═══ Available data ═══

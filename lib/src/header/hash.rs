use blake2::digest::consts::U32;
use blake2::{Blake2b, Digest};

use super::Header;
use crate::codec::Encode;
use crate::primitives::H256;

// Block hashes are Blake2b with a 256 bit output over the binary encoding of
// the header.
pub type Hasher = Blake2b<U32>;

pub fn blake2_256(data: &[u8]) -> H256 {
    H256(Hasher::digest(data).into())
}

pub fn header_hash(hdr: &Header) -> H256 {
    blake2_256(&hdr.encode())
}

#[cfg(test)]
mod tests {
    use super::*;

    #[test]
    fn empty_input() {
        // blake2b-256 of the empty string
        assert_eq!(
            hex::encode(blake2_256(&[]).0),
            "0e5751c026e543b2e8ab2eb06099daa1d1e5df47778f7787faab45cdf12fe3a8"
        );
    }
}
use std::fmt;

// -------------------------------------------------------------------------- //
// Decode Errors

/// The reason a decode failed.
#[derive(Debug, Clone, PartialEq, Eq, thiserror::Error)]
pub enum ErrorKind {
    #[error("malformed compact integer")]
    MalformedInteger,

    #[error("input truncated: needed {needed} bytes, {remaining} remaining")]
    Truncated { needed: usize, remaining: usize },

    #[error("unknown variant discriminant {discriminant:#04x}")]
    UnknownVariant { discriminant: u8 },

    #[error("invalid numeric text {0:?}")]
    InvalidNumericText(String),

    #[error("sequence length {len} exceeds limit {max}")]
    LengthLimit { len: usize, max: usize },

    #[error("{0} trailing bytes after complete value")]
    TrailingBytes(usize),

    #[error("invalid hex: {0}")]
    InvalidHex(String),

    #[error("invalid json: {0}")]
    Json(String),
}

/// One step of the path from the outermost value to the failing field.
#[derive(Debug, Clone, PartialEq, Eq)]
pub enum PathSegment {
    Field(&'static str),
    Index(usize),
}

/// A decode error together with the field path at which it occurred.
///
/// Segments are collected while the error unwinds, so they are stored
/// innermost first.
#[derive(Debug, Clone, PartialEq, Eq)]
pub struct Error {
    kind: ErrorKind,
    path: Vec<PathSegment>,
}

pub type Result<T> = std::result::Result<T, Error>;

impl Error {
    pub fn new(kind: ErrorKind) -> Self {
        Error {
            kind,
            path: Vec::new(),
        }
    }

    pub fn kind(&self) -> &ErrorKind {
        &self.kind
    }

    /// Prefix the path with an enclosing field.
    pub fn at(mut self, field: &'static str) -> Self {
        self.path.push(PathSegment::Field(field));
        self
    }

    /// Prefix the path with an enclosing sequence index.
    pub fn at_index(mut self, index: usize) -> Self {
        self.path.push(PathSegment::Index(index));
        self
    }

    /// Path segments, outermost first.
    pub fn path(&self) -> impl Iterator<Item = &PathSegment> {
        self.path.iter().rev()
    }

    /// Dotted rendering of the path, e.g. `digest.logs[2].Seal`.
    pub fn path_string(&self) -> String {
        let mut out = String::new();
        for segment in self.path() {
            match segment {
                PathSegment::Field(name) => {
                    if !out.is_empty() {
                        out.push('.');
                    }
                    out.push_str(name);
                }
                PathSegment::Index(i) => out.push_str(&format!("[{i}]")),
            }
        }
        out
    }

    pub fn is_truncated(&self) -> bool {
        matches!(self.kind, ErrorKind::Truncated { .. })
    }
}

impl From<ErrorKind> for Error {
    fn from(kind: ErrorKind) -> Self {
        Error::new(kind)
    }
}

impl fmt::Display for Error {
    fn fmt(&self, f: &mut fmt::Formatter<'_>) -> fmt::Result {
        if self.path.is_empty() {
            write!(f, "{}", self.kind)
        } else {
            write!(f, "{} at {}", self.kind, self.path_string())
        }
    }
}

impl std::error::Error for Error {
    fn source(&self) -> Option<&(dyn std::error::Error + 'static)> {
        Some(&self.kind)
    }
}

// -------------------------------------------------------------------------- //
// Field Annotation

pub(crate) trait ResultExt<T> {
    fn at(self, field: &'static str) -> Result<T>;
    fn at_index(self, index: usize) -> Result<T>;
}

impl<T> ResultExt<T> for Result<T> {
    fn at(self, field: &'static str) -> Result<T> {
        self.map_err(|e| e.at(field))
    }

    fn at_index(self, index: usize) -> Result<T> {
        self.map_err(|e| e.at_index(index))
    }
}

═══
═══ Available data ═══

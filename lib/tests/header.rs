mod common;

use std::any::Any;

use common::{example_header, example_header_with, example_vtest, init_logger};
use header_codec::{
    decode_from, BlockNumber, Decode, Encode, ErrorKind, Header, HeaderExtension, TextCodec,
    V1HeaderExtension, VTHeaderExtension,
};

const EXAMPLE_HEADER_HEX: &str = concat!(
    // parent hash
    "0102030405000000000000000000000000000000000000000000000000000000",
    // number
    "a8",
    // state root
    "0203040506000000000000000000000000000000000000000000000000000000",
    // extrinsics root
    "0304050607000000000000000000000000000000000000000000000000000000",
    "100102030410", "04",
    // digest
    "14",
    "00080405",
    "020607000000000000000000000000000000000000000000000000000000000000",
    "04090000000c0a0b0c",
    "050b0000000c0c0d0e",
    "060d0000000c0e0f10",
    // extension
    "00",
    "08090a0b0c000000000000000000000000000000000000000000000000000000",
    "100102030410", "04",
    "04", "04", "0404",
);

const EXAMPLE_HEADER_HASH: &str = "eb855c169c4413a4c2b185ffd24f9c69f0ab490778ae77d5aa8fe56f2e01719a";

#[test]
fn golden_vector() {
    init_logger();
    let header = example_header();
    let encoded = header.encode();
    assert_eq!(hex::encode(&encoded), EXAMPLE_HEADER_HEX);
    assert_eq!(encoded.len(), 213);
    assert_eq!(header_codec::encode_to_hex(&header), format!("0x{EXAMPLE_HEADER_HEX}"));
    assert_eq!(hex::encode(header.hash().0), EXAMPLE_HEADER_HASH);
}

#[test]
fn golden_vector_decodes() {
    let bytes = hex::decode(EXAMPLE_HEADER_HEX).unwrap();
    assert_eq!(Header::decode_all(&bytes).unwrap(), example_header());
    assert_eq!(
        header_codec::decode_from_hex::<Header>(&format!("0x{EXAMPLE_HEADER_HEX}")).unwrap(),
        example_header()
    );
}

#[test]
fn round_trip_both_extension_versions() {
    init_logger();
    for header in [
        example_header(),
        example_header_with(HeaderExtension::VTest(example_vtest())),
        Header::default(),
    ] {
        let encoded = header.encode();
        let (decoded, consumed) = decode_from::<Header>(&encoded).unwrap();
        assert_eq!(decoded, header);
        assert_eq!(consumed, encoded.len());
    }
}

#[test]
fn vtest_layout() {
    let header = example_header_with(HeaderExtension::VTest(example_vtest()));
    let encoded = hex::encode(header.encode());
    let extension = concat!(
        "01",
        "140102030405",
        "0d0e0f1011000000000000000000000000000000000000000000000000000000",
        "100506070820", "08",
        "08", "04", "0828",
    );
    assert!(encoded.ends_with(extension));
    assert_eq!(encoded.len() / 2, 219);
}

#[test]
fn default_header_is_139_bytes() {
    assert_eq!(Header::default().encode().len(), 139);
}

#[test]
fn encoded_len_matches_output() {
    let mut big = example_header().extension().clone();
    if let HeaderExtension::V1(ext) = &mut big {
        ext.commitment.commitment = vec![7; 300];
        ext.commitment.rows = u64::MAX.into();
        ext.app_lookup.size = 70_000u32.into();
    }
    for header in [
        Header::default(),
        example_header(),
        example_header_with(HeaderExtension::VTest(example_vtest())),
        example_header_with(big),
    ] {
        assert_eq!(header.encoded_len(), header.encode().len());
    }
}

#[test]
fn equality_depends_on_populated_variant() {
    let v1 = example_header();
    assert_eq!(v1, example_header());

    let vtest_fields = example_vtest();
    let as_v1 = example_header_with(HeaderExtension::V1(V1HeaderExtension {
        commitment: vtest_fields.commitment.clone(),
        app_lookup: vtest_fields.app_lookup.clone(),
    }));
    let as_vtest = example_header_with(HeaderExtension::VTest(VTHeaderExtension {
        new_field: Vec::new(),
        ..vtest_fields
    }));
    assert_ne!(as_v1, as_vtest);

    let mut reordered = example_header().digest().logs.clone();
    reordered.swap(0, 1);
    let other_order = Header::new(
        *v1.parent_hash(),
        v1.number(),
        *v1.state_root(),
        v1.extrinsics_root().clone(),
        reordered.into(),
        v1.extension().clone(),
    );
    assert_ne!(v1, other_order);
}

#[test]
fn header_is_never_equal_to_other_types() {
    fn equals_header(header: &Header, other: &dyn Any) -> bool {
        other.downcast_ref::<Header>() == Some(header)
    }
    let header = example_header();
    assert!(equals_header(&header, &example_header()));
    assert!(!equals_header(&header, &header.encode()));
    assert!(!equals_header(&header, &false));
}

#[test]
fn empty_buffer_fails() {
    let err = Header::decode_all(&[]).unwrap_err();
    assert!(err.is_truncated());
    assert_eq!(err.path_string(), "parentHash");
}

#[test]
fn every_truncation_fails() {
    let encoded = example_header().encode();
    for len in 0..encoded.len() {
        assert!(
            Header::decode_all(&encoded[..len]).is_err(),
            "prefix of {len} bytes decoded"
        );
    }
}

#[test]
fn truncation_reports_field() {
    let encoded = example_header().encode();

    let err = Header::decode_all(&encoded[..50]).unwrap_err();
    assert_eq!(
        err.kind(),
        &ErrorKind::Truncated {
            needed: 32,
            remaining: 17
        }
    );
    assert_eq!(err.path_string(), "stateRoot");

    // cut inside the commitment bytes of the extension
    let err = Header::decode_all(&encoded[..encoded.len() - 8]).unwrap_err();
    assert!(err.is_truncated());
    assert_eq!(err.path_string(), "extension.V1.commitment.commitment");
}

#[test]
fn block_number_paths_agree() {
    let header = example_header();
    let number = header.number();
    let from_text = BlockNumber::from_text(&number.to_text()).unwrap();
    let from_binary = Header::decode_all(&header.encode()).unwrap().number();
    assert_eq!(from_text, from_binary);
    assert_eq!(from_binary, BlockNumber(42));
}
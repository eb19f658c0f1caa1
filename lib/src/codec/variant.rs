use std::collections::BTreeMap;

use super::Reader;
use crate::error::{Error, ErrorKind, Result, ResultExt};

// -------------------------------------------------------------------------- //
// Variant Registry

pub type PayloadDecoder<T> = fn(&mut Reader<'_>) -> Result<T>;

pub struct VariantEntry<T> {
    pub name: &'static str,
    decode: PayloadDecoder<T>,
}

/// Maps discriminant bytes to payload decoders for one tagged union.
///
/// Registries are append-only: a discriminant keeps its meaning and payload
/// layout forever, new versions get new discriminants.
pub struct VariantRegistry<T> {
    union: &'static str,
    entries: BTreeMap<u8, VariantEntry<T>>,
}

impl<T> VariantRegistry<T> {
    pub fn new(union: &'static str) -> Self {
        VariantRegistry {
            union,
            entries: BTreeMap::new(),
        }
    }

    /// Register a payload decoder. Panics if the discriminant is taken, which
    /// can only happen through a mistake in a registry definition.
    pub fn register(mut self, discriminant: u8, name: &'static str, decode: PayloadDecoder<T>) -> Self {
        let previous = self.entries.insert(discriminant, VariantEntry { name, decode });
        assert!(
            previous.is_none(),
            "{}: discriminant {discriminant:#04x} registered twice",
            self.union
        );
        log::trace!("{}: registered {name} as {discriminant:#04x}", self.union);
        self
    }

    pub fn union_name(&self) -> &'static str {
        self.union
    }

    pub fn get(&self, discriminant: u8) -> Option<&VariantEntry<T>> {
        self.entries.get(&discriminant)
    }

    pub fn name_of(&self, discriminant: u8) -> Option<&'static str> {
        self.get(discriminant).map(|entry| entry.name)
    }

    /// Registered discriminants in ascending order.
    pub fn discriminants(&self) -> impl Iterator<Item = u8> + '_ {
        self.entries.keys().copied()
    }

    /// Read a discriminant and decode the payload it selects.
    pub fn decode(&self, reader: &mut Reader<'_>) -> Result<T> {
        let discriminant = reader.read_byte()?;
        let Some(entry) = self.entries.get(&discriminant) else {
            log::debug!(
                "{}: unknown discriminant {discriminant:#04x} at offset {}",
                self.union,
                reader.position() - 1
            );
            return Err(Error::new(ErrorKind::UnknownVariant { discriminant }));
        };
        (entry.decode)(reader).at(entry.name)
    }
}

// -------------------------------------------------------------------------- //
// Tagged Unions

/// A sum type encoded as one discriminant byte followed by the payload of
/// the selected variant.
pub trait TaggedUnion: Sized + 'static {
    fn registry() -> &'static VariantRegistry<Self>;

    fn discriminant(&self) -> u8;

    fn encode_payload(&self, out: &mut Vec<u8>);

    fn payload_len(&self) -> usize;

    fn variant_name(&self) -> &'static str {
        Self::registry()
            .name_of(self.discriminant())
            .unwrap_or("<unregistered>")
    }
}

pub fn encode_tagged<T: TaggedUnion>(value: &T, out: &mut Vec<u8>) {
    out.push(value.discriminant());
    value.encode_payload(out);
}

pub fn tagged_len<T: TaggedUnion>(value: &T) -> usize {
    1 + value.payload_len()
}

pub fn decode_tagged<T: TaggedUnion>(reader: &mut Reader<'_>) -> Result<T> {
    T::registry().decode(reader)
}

═══

→ Task:
From the records above, extract exactly and only the lines that begin at the line with "filename lib/src/header/hash.rs" and stop after the line with "pub fn blake2_256(data: &[u8])".

→ Written response:
filename lib/src/header/hash.rs
use blake2::digest::consts::U32;
use blake2::{Blake2b, Digest};

use super::Header;
use crate::codec::Encode;
use crate::primitives::H256;

// Block hashes are Blake2b with a 256 bit output over the binary encoding of
// the header.
pub type Hasher = Blake2b<U32>;

pub fn blake2_256(data: &[u8]) -> H256 {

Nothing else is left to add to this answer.